▶ _Task directions_
Which lines below contain the word "ValueSource"? Copy each one.

▶ _Material for this exercise_
########

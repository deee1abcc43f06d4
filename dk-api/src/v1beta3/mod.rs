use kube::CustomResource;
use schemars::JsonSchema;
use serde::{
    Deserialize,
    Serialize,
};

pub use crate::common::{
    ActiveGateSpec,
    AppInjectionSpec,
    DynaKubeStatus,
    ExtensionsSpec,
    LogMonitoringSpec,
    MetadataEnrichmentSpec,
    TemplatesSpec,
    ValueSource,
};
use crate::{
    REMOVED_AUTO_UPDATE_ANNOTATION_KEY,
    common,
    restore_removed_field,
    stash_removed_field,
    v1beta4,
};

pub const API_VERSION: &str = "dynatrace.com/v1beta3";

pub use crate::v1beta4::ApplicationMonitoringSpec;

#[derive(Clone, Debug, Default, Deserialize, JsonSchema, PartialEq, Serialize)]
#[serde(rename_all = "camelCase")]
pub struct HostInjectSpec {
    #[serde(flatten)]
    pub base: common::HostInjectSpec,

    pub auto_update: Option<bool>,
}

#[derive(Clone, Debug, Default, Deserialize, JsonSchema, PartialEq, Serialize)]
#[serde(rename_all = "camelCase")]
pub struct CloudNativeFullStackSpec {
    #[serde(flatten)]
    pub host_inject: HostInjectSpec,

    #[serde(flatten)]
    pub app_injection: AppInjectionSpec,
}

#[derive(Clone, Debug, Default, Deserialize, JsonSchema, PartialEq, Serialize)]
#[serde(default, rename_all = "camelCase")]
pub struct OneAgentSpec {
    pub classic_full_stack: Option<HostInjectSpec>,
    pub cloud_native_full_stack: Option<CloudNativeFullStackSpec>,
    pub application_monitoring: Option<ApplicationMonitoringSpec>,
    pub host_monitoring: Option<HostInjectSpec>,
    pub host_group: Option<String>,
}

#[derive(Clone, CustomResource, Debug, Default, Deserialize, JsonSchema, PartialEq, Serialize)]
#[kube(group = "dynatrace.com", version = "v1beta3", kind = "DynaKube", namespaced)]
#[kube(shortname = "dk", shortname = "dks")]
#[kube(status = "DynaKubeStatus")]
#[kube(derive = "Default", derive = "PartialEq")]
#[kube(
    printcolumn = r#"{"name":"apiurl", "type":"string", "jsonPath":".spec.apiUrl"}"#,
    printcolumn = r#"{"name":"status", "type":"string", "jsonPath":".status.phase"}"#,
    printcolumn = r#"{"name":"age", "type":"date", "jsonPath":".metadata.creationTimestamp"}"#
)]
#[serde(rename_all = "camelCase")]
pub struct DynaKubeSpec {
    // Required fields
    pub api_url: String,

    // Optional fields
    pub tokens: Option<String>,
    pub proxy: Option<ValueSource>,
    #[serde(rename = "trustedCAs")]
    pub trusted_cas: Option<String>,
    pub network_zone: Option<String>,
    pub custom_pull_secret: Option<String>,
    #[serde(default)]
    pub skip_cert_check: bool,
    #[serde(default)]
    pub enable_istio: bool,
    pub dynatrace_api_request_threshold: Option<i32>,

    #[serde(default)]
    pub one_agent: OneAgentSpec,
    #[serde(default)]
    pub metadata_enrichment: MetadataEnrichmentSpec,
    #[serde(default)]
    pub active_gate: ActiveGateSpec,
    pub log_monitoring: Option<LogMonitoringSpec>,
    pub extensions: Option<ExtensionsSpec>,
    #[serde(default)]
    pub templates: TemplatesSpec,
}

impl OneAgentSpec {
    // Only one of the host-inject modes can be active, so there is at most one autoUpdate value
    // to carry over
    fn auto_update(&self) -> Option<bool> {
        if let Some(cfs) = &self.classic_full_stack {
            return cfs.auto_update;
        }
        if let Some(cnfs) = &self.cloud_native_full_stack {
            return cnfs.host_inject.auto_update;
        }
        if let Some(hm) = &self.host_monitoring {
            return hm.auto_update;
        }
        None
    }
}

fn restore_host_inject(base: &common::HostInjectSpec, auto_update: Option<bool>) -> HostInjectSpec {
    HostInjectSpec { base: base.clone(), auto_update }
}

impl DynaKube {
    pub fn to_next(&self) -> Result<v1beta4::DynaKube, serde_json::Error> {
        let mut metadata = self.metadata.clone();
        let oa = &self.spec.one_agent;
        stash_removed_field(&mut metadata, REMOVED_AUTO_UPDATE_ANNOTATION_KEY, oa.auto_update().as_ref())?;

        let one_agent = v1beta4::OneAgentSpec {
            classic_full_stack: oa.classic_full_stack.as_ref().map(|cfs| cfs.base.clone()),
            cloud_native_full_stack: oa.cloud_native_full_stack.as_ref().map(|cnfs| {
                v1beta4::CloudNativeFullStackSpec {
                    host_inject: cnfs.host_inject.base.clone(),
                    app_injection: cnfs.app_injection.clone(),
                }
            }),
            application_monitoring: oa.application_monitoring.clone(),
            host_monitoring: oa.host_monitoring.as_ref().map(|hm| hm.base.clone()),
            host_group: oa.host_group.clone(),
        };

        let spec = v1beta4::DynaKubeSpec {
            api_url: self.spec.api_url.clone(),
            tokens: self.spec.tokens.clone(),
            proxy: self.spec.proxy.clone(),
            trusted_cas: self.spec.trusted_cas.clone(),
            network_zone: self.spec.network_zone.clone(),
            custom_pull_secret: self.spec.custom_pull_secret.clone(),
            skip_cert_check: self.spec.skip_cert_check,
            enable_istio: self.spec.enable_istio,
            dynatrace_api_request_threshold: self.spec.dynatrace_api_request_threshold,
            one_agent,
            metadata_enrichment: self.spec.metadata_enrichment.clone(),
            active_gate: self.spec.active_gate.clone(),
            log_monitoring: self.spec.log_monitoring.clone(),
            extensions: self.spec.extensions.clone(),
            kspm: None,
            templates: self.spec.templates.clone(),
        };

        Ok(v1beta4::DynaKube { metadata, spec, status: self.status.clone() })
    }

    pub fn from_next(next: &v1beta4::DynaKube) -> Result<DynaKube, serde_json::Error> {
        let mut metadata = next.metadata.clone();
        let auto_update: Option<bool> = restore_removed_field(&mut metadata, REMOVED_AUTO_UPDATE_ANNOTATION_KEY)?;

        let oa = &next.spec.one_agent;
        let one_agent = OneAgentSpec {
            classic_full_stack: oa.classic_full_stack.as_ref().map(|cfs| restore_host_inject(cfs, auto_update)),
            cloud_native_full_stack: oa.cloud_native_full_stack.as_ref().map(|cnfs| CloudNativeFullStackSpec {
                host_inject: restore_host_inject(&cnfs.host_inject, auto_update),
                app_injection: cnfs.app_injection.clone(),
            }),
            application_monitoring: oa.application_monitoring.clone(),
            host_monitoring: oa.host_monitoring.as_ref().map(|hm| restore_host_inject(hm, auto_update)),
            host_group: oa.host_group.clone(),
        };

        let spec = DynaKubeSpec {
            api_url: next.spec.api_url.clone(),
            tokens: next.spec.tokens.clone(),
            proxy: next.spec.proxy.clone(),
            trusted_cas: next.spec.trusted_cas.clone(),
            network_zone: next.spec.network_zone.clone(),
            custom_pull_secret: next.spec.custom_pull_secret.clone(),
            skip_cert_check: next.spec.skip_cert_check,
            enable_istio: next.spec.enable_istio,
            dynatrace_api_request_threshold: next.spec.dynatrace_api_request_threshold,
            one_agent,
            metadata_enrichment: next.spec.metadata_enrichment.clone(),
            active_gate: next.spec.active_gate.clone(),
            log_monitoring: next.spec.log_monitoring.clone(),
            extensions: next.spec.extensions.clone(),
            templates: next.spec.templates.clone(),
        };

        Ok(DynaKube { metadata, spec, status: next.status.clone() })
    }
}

########

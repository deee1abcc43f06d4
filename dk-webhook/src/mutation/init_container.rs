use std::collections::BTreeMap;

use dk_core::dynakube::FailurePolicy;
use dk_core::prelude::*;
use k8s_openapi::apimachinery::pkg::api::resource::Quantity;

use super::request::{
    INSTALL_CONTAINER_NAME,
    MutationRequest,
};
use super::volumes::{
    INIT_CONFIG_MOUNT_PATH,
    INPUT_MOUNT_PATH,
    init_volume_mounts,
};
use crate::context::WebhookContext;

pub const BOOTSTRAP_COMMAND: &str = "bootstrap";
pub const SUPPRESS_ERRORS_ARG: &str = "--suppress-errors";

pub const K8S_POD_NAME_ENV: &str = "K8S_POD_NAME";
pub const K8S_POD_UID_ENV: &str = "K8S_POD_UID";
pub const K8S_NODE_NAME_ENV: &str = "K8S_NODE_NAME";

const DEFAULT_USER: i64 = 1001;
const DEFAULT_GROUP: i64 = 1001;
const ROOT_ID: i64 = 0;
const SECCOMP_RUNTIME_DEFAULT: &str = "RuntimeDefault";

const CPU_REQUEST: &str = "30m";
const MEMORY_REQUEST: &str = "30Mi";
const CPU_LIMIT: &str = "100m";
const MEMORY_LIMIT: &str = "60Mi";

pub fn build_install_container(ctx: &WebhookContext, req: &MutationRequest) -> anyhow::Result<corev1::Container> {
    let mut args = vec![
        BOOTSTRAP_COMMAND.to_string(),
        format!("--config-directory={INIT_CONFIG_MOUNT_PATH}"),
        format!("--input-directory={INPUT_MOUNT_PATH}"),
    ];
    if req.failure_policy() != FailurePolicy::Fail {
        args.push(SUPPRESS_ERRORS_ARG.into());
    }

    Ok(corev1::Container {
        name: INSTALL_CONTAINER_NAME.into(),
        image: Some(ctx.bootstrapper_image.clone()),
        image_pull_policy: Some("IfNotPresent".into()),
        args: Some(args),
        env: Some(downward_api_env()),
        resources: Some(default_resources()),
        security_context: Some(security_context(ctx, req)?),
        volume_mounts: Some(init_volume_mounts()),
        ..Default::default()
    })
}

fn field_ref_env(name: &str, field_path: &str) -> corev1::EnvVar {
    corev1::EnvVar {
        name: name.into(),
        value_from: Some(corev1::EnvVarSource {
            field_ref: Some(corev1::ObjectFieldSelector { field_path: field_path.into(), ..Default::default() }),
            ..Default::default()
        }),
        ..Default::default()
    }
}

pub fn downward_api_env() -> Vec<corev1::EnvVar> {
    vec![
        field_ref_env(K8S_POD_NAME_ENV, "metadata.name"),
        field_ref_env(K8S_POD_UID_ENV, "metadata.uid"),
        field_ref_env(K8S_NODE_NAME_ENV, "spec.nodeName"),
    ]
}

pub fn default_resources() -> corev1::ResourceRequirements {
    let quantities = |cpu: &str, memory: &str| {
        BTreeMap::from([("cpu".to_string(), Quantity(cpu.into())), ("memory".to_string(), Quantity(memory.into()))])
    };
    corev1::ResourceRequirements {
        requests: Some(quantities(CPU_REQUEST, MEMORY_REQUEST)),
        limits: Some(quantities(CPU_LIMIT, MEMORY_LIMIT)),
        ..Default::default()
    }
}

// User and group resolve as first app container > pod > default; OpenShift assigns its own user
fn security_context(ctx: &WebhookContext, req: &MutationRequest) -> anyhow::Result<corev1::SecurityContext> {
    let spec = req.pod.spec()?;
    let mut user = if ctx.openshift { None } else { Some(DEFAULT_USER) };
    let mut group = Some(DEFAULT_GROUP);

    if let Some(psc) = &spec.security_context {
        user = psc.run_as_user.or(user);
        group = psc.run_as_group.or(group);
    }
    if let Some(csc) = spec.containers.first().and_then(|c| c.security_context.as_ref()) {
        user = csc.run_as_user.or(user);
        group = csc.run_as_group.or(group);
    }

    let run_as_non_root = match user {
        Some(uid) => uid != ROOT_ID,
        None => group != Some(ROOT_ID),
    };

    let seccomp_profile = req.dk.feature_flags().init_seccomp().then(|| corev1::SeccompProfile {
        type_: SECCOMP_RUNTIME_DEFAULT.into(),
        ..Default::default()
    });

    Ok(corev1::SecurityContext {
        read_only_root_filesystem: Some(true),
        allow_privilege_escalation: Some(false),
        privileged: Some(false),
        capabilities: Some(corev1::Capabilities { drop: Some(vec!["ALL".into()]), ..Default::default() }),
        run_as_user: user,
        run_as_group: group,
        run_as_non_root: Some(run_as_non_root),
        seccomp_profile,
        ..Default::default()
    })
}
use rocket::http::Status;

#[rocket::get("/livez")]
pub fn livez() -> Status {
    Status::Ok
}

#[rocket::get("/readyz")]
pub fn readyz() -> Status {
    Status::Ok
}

########

▶ _Response to the exercise_
    ValueSource,
    pub proxy: Option<ValueSource>,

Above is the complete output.